Dr Reddell said EcoBiotics was an unusual combination of science, ideas and business that works but credits Dr Gordon with the business acumen.

EcoBiotics is also unusual in the field in that it was totally private from the start, with support from local shareholders.

Work in the field is usually done at universities and government institutions.

While the big drug companies have pumped massive investment into moving new technology away from nature-derived drugs, it has not been that successful.

"In the past 10 to 15 years they’ve been spending more but getting less new drugs approved," Dr Reddell said.

London-based drug developer Antisoma agreed and in 2006 signed a multi-million dollar licensing agreement with EcoBiotics Ltd to evaluate up to three chemicals discovered in rainforest plants by EcoBiotics.
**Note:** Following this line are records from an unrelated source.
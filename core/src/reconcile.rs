//! Reconciliation: joins search-console rows with keyword-metrics rows
//! into the keyword table the forecaster consumes.
//!
//! Input rows are already column-normalised; file parsing and header
//! aliasing happen before this point. Missing numeric values are imputed
//! and the affected rows flagged so the quality report can surface them.
//!
//! Output contract: one record per keyword (best position wins), ordered
//! by position then keyword.

use crate::{
    arithmetic::safe_divide,
    error::{SeoError, SeoResult},
    record::{KeywordRecord, UNKNOWN_URL},
    types::Position,
};
use serde::{Deserialize, Serialize};
use std::collections::HashMap;

pub const IMPUTED_DIFFICULTY: f64 = 50.0;
pub const IMPUTED_POSITION: Position = 100.0;

/// One row of a search-console performance export.
#[derive(Debug, Clone, PartialEq, Serialize, Deserialize)]
pub struct SearchConsoleRow {
    pub query:       String,
    #[serde(default)]
    pub clicks:      Option<f64>,
    #[serde(default)]
    pub impressions: Option<f64>,
}

/// One row of a third-party keyword-metrics export.
#[derive(Debug, Clone, PartialEq, Serialize, Deserialize)]
pub struct KeywordMetricsRow {
    pub keyword:            String,
    #[serde(default)]
    pub search_volume:      Option<f64>,
    #[serde(default)]
    pub keyword_difficulty: Option<f64>,
    #[serde(default)]
    pub position:           Option<f64>,
    #[serde(default)]
    pub url:                Option<String>,
    #[serde(default)]
    pub cpc:                Option<f64>,
}

fn finite(value: Option<f64>) -> Option<f64> {
    value.filter(|v| v.is_finite())
}

/// Non-negative whole count, or None when missing/invalid.
fn count(value: Option<f64>) -> Option<u64> {
    finite(value).map(|v| v.max(0.0).round() as u64)
}

struct CleanTraffic {
    clicks:      u64,
    impressions: u64,
    imputed:     bool,
}

fn clean_traffic(row: &SearchConsoleRow) -> CleanTraffic {
    let clicks = count(row.clicks);
    let impressions = count(row.impressions);
    CleanTraffic {
        imputed:     clicks.is_none() || impressions.is_none(),
        clicks:      clicks.unwrap_or(0),
        impressions: impressions.unwrap_or(0),
    }
}

/// Merge the two exports on the trimmed keyword (inner join).
pub fn reconcile(
    console: &[SearchConsoleRow],
    metrics: &[KeywordMetricsRow],
) -> SeoResult<Vec<KeywordRecord>> {
    let mut traffic_by_query: HashMap<&str, Vec<CleanTraffic>> = HashMap::new();
    let mut dropped = 0usize;
    for row in console {
        let query = row.query.trim();
        if query.is_empty() {
            dropped += 1;
            continue;
        }
        traffic_by_query.entry(query).or_default().push(clean_traffic(row));
    }

    // Keyword → best candidate so far. Ties keep the first encountered.
    let mut best: HashMap<&str, KeywordRecord> = HashMap::new();
    let mut order: Vec<&str> = Vec::new();

    for row in metrics {
        let keyword = row.keyword.trim();
        if keyword.is_empty() {
            dropped += 1;
            continue;
        }
        let Some(traffic_rows) = traffic_by_query.get(keyword) else {
            continue;
        };

        let volume = count(row.search_volume);
        let difficulty = finite(row.keyword_difficulty).map(|d| d.clamp(0.0, 100.0));
        let position = finite(row.position).map(|p| p.max(1.0));
        let metrics_imputed =
            volume.is_none() || difficulty.is_none() || position.is_none() || row.url.is_none();

        for traffic in traffic_rows {
            let ctr = safe_divide(traffic.clicks as f64, traffic.impressions as f64, 0.0)
                .clamp(0.0, 1.0);
            let candidate = KeywordRecord {
                keyword:            keyword.to_string(),
                clicks:             traffic.clicks,
                impressions:        traffic.impressions,
                ctr,
                current_position:   position.unwrap_or(IMPUTED_POSITION),
                search_volume:      volume.unwrap_or(0),
                keyword_difficulty: difficulty.unwrap_or(IMPUTED_DIFFICULTY),
                url:                row.url.clone().unwrap_or_else(|| UNKNOWN_URL.to_string()),
                cpc:                finite(row.cpc).filter(|c| *c >= 0.0),
                has_imputed_values: metrics_imputed || traffic.imputed,
            };

            let replace = match best.get(keyword) {
                Some(existing) => candidate.current_position < existing.current_position,
                None => {
                    order.push(keyword);
                    true
                }
            };
            if replace {
                best.insert(keyword, candidate);
            }
        }
    }

    if best.is_empty() {
        return Err(SeoError::NoMatchingKeywords);
    }

    let mut records: Vec<KeywordRecord> =
        order.into_iter().filter_map(|k| best.remove(k)).collect();
    records.sort_by(|a, b| {
        a.current_position
            .total_cmp(&b.current_position)
            .then_with(|| a.keyword.cmp(&b.keyword))
    });

    log::info!(
        "reconcile: console={} metrics={} merged={} dropped_blank={}",
        console.len(),
        metrics.len(),
        records.len(),
        dropped,
    );
    Ok(records)
}

/// The five-keyword demonstration tables.
pub fn sample_tables() -> (Vec<SearchConsoleRow>, Vec<KeywordMetricsRow>) {
    let keywords = [
        "seo tools",
        "keyword research",
        "backlink analysis",
        "technical seo",
        "content optimization",
    ];
    let clicks = [1200.0, 800.0, 600.0, 400.0, 350.0];
    let impressions = [25_000.0, 18_000.0, 12_000.0, 8_000.0, 6_000.0];
    let volumes = [8100.0, 5400.0, 2900.0, 1600.0, 1300.0];
    let difficulties = [78.0, 65.0, 72.0, 68.0, 58.0];
    let positions = [8.5, 12.3, 15.7, 18.2, 22.1];

    let console = keywords
        .iter()
        .enumerate()
        .map(|(i, kw)| SearchConsoleRow {
            query:       kw.to_string(),
            clicks:      Some(clicks[i]),
            impressions: Some(impressions[i]),
        })
        .collect();

    let metrics = keywords
        .iter()
        .enumerate()
        .map(|(i, kw)| KeywordMetricsRow {
            keyword:            kw.to_string(),
            search_volume:      Some(volumes[i]),
            keyword_difficulty: Some(difficulties[i]),
            position:           Some(positions[i]),
            url:                Some(format!("https://example.com/{}", kw.replace(' ', "-"))),
            cpc:                None,
        })
        .collect();

    (console, metrics)
}

/// Reconciled sample table.
pub fn sample_records() -> Vec<KeywordRecord> {
    let (console, metrics) = sample_tables();
    // The sample tables always overlap.
    reconcile(&console, &metrics).unwrap_or_default()
}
The work of EcoBiotics also has the support of the Queensland Government, which through the Biodiscovery Act allows the company access to state land to collect plants and berries. Royalties from any successes go back to the Government.

Dr Reddell says only very small quantities of material are initially needed to find new compounds from the rainforest. They then study the molecules to determine if they can be made in a laboratory.

"This is the preferred method for the big drug companies – to put on a white lab coat and make something. But nature is complex and also very subtle," he said.

"So often we find interesting molecules that you can’t make in a laboratory.

"We then look to grow our own supplies from which we can isolate the drug.

"It becomes just like a high-value orchard with the potential to mean another add-on industry here on the Tableland."

 


Miracle cure?: EcoBiotics, a small, private company based in Yungaburra, may have the answer that everyone has been looking for – a cure for cancer.